It was a rural revolution. The 1960s were filled with TV comedies populated by simple country folk.
The trend started in the late 1950s. The Real McCoys premiered on ABC in 1957, eventually moving to CBS for its final season in 1962-63. It features Walter Brennan as Amos McCoy, an elderly farmer who migrated to California from West Virginia with his grandson, Luke (Richard Crenna), and other young family members.
Although that series primed the pump, CBS fortified TV’s down-home flavor with several others. The Andy Griffith Show kick-started things in 1960, casting Griffith as Andy Taylor, the sheriff of Mayberry, a fictional North Carolina town brimming with colorful characters, including Taylor’s bumbling deputy, Barney Fife (Don Knotts), a barber named Floyd (Howard) McNear) and a dimwitted gas-station attendant, Gomer Pyle (Jim Nabors).
A regular fixture on TV’s Top 10 list, The Andy Griffith Show wrapped its fourth season with an episode that spawned another huge hit. Gomer Pyle, U.S.M.C. surfaced in 1964, focusing on its title character, who leaves Mayberry to join the U.S. Marine Corps, and spinning many stories around the personality clash between Gomer and his tightly wound sergeant, Vince Carter (Frank Sutton).
When Griffith decided to leave his series, CBS chose to carry on without him, producing a 1968 sequel called Mayberry R.F.D. Featuring Ken Berry as a widower named Sam Jones, the show’s debut scored huge ratings with a storyline built around the wedding of Andy Taylor and his sweetheart, Helen Crump (Aneta Corsaut).
CBS had rated gold with Cornpone comedy
The Beverly Hillbillies made its debut in 1962, spinning a rags-to-riches story around “poor mountaineer” Jed Clampett (Buddy Ebsen), who strikes oil on his farm and moves to Beverly Hills with his daughter Elly May (Donna Douglas), his nephew Jethro (Max Baer Jr.) and his mother-in-law “Granny” (Irene Ryan). The show became TV’s top-rated series for a couple of seasons. Several episodes still rank among the most watched in TV history.

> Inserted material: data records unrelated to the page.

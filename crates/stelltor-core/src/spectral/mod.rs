//! Spectral coefficient sets: dense (m, n) mode arrays grouped into a
//! stellarator-symmetric sector and an optional symmetry-breaking sector.

use crate::domain::{TransformError, TransformResult};

/// Dense map from (poloidal mode m ∈ [0, m_pol), toroidal mode
/// n ∈ [−n_tor, n_tor]) to a real coefficient.
///
/// The canonical mode set keeps only n ≥ 0 for m = 0 (cos(−nζ) is degenerate
/// with cos(nζ) there); non-canonical slots are ignored by the forward
/// transform and written as zero by the inverse one.
#[derive(Debug, Clone, PartialEq)]
pub struct ModeArray {
    m_pol: usize,
    n_tor: usize,
    data: Vec<f64>,
}

impl ModeArray {
    pub fn zeros(m_pol: usize, n_tor: usize) -> Self {
        Self {
            m_pol,
            n_tor,
            data: vec![0.0; m_pol * (2 * n_tor + 1)],
        }
    }

    pub const fn m_pol(&self) -> usize {
        self.m_pol
    }

    pub const fn n_tor(&self) -> usize {
        self.n_tor
    }

    pub const fn shape(&self) -> (usize, usize) {
        (self.m_pol, self.n_tor)
    }

    #[inline]
    fn index(&self, m: usize, n: i32) -> usize {
        assert!(m < self.m_pol, "poloidal mode {m} out of range");
        assert!(
            n.unsigned_abs() as usize <= self.n_tor,
            "toroidal mode {n} out of range"
        );
        m * (2 * self.n_tor + 1) + (n + self.n_tor as i32) as usize
    }

    #[inline]
    pub fn get(&self, m: usize, n: i32) -> f64 {
        self.data[self.index(m, n)]
    }

    #[inline]
    pub fn set(&mut self, m: usize, n: i32, value: f64) {
        let index = self.index(m, n);
        self.data[index] = value;
    }

    pub fn as_slice(&self) -> &[f64] {
        &self.data
    }

    pub fn find_non_finite(&self) -> Option<(usize, f64)> {
        self.data
            .iter()
            .enumerate()
            .find(|(_, value)| !value.is_finite())
            .map(|(index, value)| (index, *value))
    }
}

/// Canonical (m, n) mode pairs for a given shape: all n for m > 0, n ≥ 0 only
/// for m = 0.
pub fn canonical_modes(m_pol: usize, n_tor: usize) -> impl Iterator<Item = (usize, i32)> {
    let n_tor = n_tor as i32;
    (0..m_pol).flat_map(move |m| {
        let n_min = if m == 0 { 0 } else { -n_tor };
        (n_min..=n_tor).map(move |n| (m, n))
    })
}

/// Stellarator-symmetric sector: R ~ cos(mθ−nζ), Z and λ ~ sin(mθ−nζ).
#[derive(Debug, Clone, PartialEq)]
pub struct SymmetricSector {
    pub r_cos: ModeArray,
    pub z_sin: ModeArray,
    pub lambda_sin: ModeArray,
}

impl SymmetricSector {
    pub fn zeros(m_pol: usize, n_tor: usize) -> Self {
        Self {
            r_cos: ModeArray::zeros(m_pol, n_tor),
            z_sin: ModeArray::zeros(m_pol, n_tor),
            lambda_sin: ModeArray::zeros(m_pol, n_tor),
        }
    }

    pub const fn shape(&self) -> (usize, usize) {
        self.r_cos.shape()
    }
}

/// Symmetry-breaking sector: R ~ sin(mθ−nζ), Z and λ ~ cos(mθ−nζ).
#[derive(Debug, Clone, PartialEq)]
pub struct AsymmetricSector {
    pub r_sin: ModeArray,
    pub z_cos: ModeArray,
    pub lambda_cos: ModeArray,
}

impl AsymmetricSector {
    pub fn zeros(m_pol: usize, n_tor: usize) -> Self {
        Self {
            r_sin: ModeArray::zeros(m_pol, n_tor),
            z_cos: ModeArray::zeros(m_pol, n_tor),
            lambda_cos: ModeArray::zeros(m_pol, n_tor),
        }
    }

    pub const fn shape(&self) -> (usize, usize) {
        self.r_sin.shape()
    }
}

/// A coefficient set either carries only the symmetric sector or both sectors
/// with matching shape; a partially-allocated asymmetric state cannot be
/// expressed.
#[derive(Debug, Clone, PartialEq)]
pub enum SpectralCoefficients {
    Symmetric(SymmetricSector),
    Asymmetric(SymmetricSector, AsymmetricSector),
}

impl SpectralCoefficients {
    pub fn symmetric(sector: SymmetricSector) -> Self {
        Self::Symmetric(sector)
    }

    pub fn asymmetric(
        symmetric: SymmetricSector,
        asymmetric: AsymmetricSector,
    ) -> TransformResult<Self> {
        let (sym_m_pol, sym_n_tor) = symmetric.shape();
        let (asym_m_pol, asym_n_tor) = asymmetric.shape();
        if (sym_m_pol, sym_n_tor) != (asym_m_pol, asym_n_tor) {
            return Err(TransformError::ShapeMismatch {
                sym_m_pol,
                sym_n_tor,
                asym_m_pol,
                asym_n_tor,
            });
        }

        Ok(Self::Asymmetric(symmetric, asymmetric))
    }

    pub const fn symmetric_sector(&self) -> &SymmetricSector {
        match self {
            Self::Symmetric(sector) | Self::Asymmetric(sector, _) => sector,
        }
    }

    pub const fn asymmetric_sector(&self) -> Option<&AsymmetricSector> {
        match self {
            Self::Symmetric(_) => None,
            Self::Asymmetric(_, sector) => Some(sector),
        }
    }

    pub const fn shape(&self) -> (usize, usize) {
        self.symmetric_sector().shape()
    }

    /// First non-finite coefficient, if any, tagged with its array role.
    pub fn find_non_finite(&self) -> Option<(&'static str, usize, f64)> {
        let sym = self.symmetric_sector();
        let mut arrays: Vec<(&'static str, &ModeArray)> = vec![
            ("r_cos", &sym.r_cos),
            ("z_sin", &sym.z_sin),
            ("lambda_sin", &sym.lambda_sin),
        ];
        if let Some(asym) = self.asymmetric_sector() {
            arrays.push(("r_sin", &asym.r_sin));
            arrays.push(("z_cos", &asym.z_cos));
            arrays.push(("lambda_cos", &asym.lambda_cos));
        }

        for (role, array) in arrays {
            if let Some((index, value)) = array.find_non_finite() {
                return Some((role, index, value));
            }
        }
        None
    }
}

#[cfg(test)]
mod tests {
    use super::{AsymmetricSector, ModeArray, SpectralCoefficients, SymmetricSector, canonical_modes};
    use crate::domain::TransformError;

    #[test]
    fn mode_array_round_trips_signed_toroidal_indices() {
        let mut array = ModeArray::zeros(3, 2);
        array.set(1, -2, 0.25);
        array.set(2, 2, -0.5);
        array.set(0, 0, 6.0);

        assert_eq!(array.get(1, -2), 0.25);
        assert_eq!(array.get(2, 2), -0.5);
        assert_eq!(array.get(0, 0), 6.0);
        assert_eq!(array.get(1, 0), 0.0);
        assert_eq!(array.as_slice().len(), 3 * 5);
    }

    #[test]
    fn canonical_modes_exclude_negative_n_for_m_zero() {
        let modes: Vec<(usize, i32)> = canonical_modes(2, 1).collect();
        assert_eq!(modes, vec![(0, 0), (0, 1), (1, -1), (1, 0), (1, 1)]);
    }

    #[test]
    fn asymmetric_sets_reject_mismatched_sector_shapes() {
        let err = SpectralCoefficients::asymmetric(
            SymmetricSector::zeros(4, 2),
            AsymmetricSector::zeros(4, 1),
        )
        .expect_err("mismatched shapes should fail");
        assert_eq!(
            err,
            TransformError::ShapeMismatch {
                sym_m_pol: 4,
                sym_n_tor: 2,
                asym_m_pol: 4,
                asym_n_tor: 1,
            }
        );

        let set = SpectralCoefficients::asymmetric(
            SymmetricSector::zeros(4, 2),
            AsymmetricSector::zeros(4, 2),
        )
        .expect("matching shapes should build");
        assert!(set.asymmetric_sector().is_some());
    }

    #[test]
    fn non_finite_scan_reports_role_and_index() {
        let mut sector = SymmetricSector::zeros(2, 0);
        sector.z_sin.set(1, 0, f64::NAN);
        let set = SpectralCoefficients::symmetric(sector);

        let (role, index, value) = set.find_non_finite().expect("scan should find the NaN");
        assert_eq!(role, "z_sin");
        assert_eq!(index, 1);
        assert!(value.is_nan());
    }
}
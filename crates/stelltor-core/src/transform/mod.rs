//! Angular transform engine: spectral coefficients ↔ real-space fields on a
//! fixed (θ, ζ) grid.

pub mod fourier_to_real;
pub mod real_to_fourier;

use crate::basis::{FourierBasis, ReflectionMap};
use crate::diagnostics::{DiagnosticsSink, TracingDiagnostics};
use crate::domain::{AngularGrid, SymmetryMode, TransformError, TransformResult};
use crate::realspace::RealSpaceField;
use crate::spectral::SpectralCoefficients;
use std::sync::Arc;

/// Transform engine for one grid resolution.
///
/// Holds the precomputed basis tables and reflection maps; everything else is
/// per-call state, so one instance can serve any number of flux surfaces (and
/// threads) for the lifetime of a solver run.
pub struct AngularTransform {
    grid: AngularGrid,
    basis: FourierBasis,
    reflection: ReflectionMap,
    diagnostics: Arc<dyn DiagnosticsSink>,
}

impl AngularTransform {
    pub fn new(grid: AngularGrid) -> Self {
        Self::with_diagnostics(grid, Arc::new(TracingDiagnostics))
    }

    pub fn with_diagnostics(grid: AngularGrid, diagnostics: Arc<dyn DiagnosticsSink>) -> Self {
        let basis = FourierBasis::new(&grid);
        let reflection = ReflectionMap::new(&grid);
        Self {
            grid,
            basis,
            reflection,
            diagnostics,
        }
    }

    pub const fn grid(&self) -> &AngularGrid {
        &self.grid
    }

    pub const fn basis(&self) -> &FourierBasis {
        &self.basis
    }

    pub const fn reflection(&self) -> &ReflectionMap {
        &self.reflection
    }

    pub(crate) fn diagnostics(&self) -> &dyn DiagnosticsSink {
        self.diagnostics.as_ref()
    }

    /// Coefficient sets must match both the grid's mode shape and its
    /// symmetry mode before any accumulation starts.
    pub(crate) fn check_coefficients(&self, set: &SpectralCoefficients) -> TransformResult<()> {
        match (self.grid.symmetry(), set) {
            (SymmetryMode::StellaratorSymmetric, SpectralCoefficients::Symmetric(_))
            | (SymmetryMode::Asymmetric, SpectralCoefficients::Asymmetric(..)) => {}
            (SymmetryMode::StellaratorSymmetric, SpectralCoefficients::Asymmetric(..)) => {
                return Err(TransformError::SymmetryModeMismatch {
                    grid: SymmetryMode::StellaratorSymmetric.as_str(),
                    coefficients: SymmetryMode::Asymmetric.as_str(),
                });
            }
            (SymmetryMode::Asymmetric, SpectralCoefficients::Symmetric(_)) => {
                return Err(TransformError::SymmetryModeMismatch {
                    grid: SymmetryMode::Asymmetric.as_str(),
                    coefficients: SymmetryMode::StellaratorSymmetric.as_str(),
                });
            }
        }

        if set.shape() != (self.grid.m_pol(), self.grid.n_tor()) {
            let expected = self.grid.m_pol() * (2 * self.grid.n_tor() + 1);
            return Err(TransformError::LayoutMismatch {
                field: "spectral coefficients",
                expected,
                actual: set.symmetric_sector().r_cos.as_slice().len(),
            });
        }

        if let Some((field, index, value)) = set.find_non_finite() {
            self.diagnostics.non_finite_detected(field, index, value);
            return Err(TransformError::NonFiniteGeometry {
                field,
                index,
                value,
            });
        }

        Ok(())
    }

    pub(crate) fn check_field_layout(
        &self,
        field: &'static str,
        samples: &RealSpaceField,
    ) -> TransformResult<()> {
        let expected = self.grid.field_len();
        if samples.len() != expected
            || samples.n_theta() != self.grid.n_theta_eff()
            || samples.n_zeta() != self.grid.n_zeta()
        {
            return Err(TransformError::LayoutMismatch {
                field,
                expected,
                actual: samples.len(),
            });
        }
        Ok(())
    }
}
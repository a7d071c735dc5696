//! Real-space fields: dense (θ, ζ) grids and their even-m/odd-m split.

/// Dense 2-D grid of scalars indexed by (poloidal sample i, toroidal
/// sample k), row-major in i.
#[derive(Debug, Clone, PartialEq)]
pub struct RealSpaceField {
    n_theta: usize,
    n_zeta: usize,
    data: Vec<f64>,
}

impl RealSpaceField {
    pub fn zeros(n_theta: usize, n_zeta: usize) -> Self {
        Self {
            n_theta,
            n_zeta,
            data: vec![0.0; n_theta * n_zeta],
        }
    }

    pub fn from_samples(n_theta: usize, n_zeta: usize, data: Vec<f64>) -> Self {
        assert_eq!(
            data.len(),
            n_theta * n_zeta,
            "sample count does not match grid extent"
        );
        Self {
            n_theta,
            n_zeta,
            data,
        }
    }

    pub const fn n_theta(&self) -> usize {
        self.n_theta
    }

    pub const fn n_zeta(&self) -> usize {
        self.n_zeta
    }

    pub fn len(&self) -> usize {
        self.data.len()
    }

    pub fn is_empty(&self) -> bool {
        self.data.is_empty()
    }

    #[inline]
    pub fn at(&self, i: usize, k: usize) -> f64 {
        debug_assert!(i < self.n_theta && k < self.n_zeta);
        self.data[i * self.n_zeta + k]
    }

    #[inline]
    pub fn set(&mut self, i: usize, k: usize, value: f64) {
        debug_assert!(i < self.n_theta && k < self.n_zeta);
        self.data[i * self.n_zeta + k] = value;
    }

    #[inline]
    pub fn add(&mut self, i: usize, k: usize, value: f64) {
        debug_assert!(i < self.n_theta && k < self.n_zeta);
        self.data[i * self.n_zeta + k] += value;
    }

    pub fn as_slice(&self) -> &[f64] {
        &self.data
    }

    pub fn find_non_finite(&self) -> Option<(usize, f64)> {
        self.data
            .iter()
            .enumerate()
            .find(|(_, value)| !value.is_finite())
            .map(|(index, value)| (index, *value))
    }
}

/// Even-m / odd-m decomposition of one real-space field; the two parts sum
/// exactly to the total at every grid point.
#[derive(Debug, Clone, PartialEq)]
pub struct ParityField {
    pub even: RealSpaceField,
    pub odd: RealSpaceField,
}

impl ParityField {
    pub fn zeros(n_theta: usize, n_zeta: usize) -> Self {
        Self {
            even: RealSpaceField::zeros(n_theta, n_zeta),
            odd: RealSpaceField::zeros(n_theta, n_zeta),
        }
    }

    #[inline]
    pub fn total(&self, i: usize, k: usize) -> f64 {
        self.even.at(i, k) + self.odd.at(i, k)
    }

    /// Materialized even + odd sum.
    pub fn combined(&self) -> RealSpaceField {
        let n_theta = self.even.n_theta();
        let n_zeta = self.even.n_zeta();
        let data = self
            .even
            .as_slice()
            .iter()
            .zip(self.odd.as_slice())
            .map(|(even, odd)| even + odd)
            .collect();
        RealSpaceField::from_samples(n_theta, n_zeta, data)
    }

    pub fn find_non_finite(&self) -> Option<(usize, f64)> {
        self.even.find_non_finite().or_else(|| self.odd.find_non_finite())
    }
}

/// Geometry output of the Fourier → Real direction: R, Z, λ and their angular
/// derivatives, each split by m-parity.
#[derive(Debug, Clone, PartialEq)]
pub struct RealSpaceGeometry {
    pub r: ParityField,
    pub r_theta: ParityField,
    pub r_zeta: ParityField,
    pub z: ParityField,
    pub z_theta: ParityField,
    pub z_zeta: ParityField,
    pub lambda: ParityField,
    pub lambda_theta: ParityField,
    pub lambda_zeta: ParityField,
}

impl RealSpaceGeometry {
    pub fn zeros(n_theta: usize, n_zeta: usize) -> Self {
        Self {
            r: ParityField::zeros(n_theta, n_zeta),
            r_theta: ParityField::zeros(n_theta, n_zeta),
            r_zeta: ParityField::zeros(n_theta, n_zeta),
            z: ParityField::zeros(n_theta, n_zeta),
            z_theta: ParityField::zeros(n_theta, n_zeta),
            z_zeta: ParityField::zeros(n_theta, n_zeta),
            lambda: ParityField::zeros(n_theta, n_zeta),
            lambda_theta: ParityField::zeros(n_theta, n_zeta),
            lambda_zeta: ParityField::zeros(n_theta, n_zeta),
        }
    }

    pub fn parity_fields(&self) -> [(&'static str, &ParityField); 9] {
        [
            ("r", &self.r),
            ("r_theta", &self.r_theta),
            ("r_zeta", &self.r_zeta),
            ("z", &self.z),
            ("z_theta", &self.z_theta),
            ("z_zeta", &self.z_zeta),
            ("lambda", &self.lambda),
            ("lambda_theta", &self.lambda_theta),
            ("lambda_zeta", &self.lambda_zeta),
        ]
    }

    pub fn find_non_finite(&self) -> Option<(&'static str, usize, f64)> {
        for (name, field) in self.parity_fields() {
            if let Some((index, value)) = field.find_non_finite() {
                return Some((name, index, value));
            }
        }
        None
    }
}

/// A real-space vector field with one component per geometric degree of
/// freedom, e.g. the MHD force residual (F_R, F_Z, F_λ).
#[derive(Debug, Clone, PartialEq)]
pub struct RealSpaceForces {
    pub f_r: RealSpaceField,
    pub f_z: RealSpaceField,
    pub f_lambda: RealSpaceField,
}

impl RealSpaceForces {
    pub fn zeros(n_theta: usize, n_zeta: usize) -> Self {
        Self {
            f_r: RealSpaceField::zeros(n_theta, n_zeta),
            f_z: RealSpaceField::zeros(n_theta, n_zeta),
            f_lambda: RealSpaceField::zeros(n_theta, n_zeta),
        }
    }

    pub fn components(&self) -> [(&'static str, &RealSpaceField); 3] {
        [
            ("f_r", &self.f_r),
            ("f_z", &self.f_z),
            ("f_lambda", &self.f_lambda),
        ]
    }

    pub fn find_non_finite(&self) -> Option<(&'static str, usize, f64)> {
        for (name, field) in self.components() {
            if let Some((index, value)) = field.find_non_finite() {
                return Some((name, index, value));
            }
        }
        None
    }
}

#[cfg(test)]
mod tests {
    use super::{ParityField, RealSpaceField, RealSpaceForces};

    #[test]
    fn field_indexing_is_row_major_in_theta() {
        let mut field = RealSpaceField::zeros(3, 2);
        field.set(1, 0, 4.0);
        field.add(1, 0, 0.5);
        assert_eq!(field.at(1, 0), 4.5);
        assert_eq!(field.as_slice()[2], 4.5);
    }

    #[test]
    fn parity_total_is_the_exact_sum_of_even_and_odd() {
        let mut parity = ParityField::zeros(2, 2);
        parity.even.set(0, 1, 1.25);
        parity.odd.set(0, 1, -0.75);
        assert_eq!(parity.total(0, 1), 0.5);
        assert_eq!(parity.combined().at(0, 1), 0.5);
    }

    #[test]
    fn non_finite_scan_names_the_offending_component() {
        let mut forces = RealSpaceForces::zeros(2, 2);
        forces.f_z.set(1, 1, f64::INFINITY);
        let (name, index, value) = forces.find_non_finite().expect("scan should find Inf");
        assert_eq!(name, "f_z");
        assert_eq!(index, 3);
        assert!(value.is_infinite());
    }
}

The culture clash of The Beverly Hillbillies led CBS to cook up Petticoat Junction in 1963. It revolved around a fictional town called Hooterville, home to a steam-driven train called the Cannonball and a hotel named the Shady Rest. Bea Benaderet played Kate Bradley, who ran the hotel with her uncle Joe Carson (Edgar Buchanan). Also on hand are Kate’s gorgeous daughters: Billie Jo (played by Jeannine Riley and, later, Gunilla Hutton and Meredith MacRae), Bobbie Jo (Pat Woodell and, later, Lori Saunders) and Betty Jo (Linda Kaye Henning).
Petticoat Junction reverses the fish-out-of-water focus of The Beverly Hillbillies, plunking city slickers into rural surroundings. It worked so well that it spawned a spinoff in the same locale. Green Acres hit screens in 1965, with Eddie Albert as Oliver Wendell Douglas, a Manhattan lawyer who moves to a run-down Hooterville farm with his glamorous wife, Lisa (Eva Gabor).
Hee-Haw Joins the fun of Prime Time Variety TV
Buoyed by its rural sitcoms, CBS added another dimension in 1969 with Hee Haw, a show that emulated NBC’s Rowan & Martin’s Laugh-In. Unlike Laugh-In’s urban/hippie flavor, Hee Haw relies on a country comedy/variety mix hosted by Buck Owens and Roy Clark and featured hayseed characters played by Junior Samples, Grandpa Jones, Minnie Pearl and many others.
Although CBS rode a huge wave of popularity with its country comedies, audience demographics became a bigger factor in the Nielsen ratings as the 1960s wore on. Success began to be measured not only by how many people were watching a show, but also by who those people were. And networks began to court audiences that appeal to advertisers — young viewers in big cities rather than small towns.
The shift led CBS to carry out its notorious “Rural Purge.” Even though The Beverly Hillbillies, Green Acres, Mayberry R.F.D. and Hee Haw were still massive hits, CBS canceled them all by the end of the 1970-71 season, making way for shows aimed at younger demographics: The Mary Tyler Moore Show, All in the Family and other urban-themed newcomers.
It was a controversial move. And although Hee Haw produced new episodes in syndication until 1992, the others all simply fell by the wayside, ending one of the most colorful eras in TV history.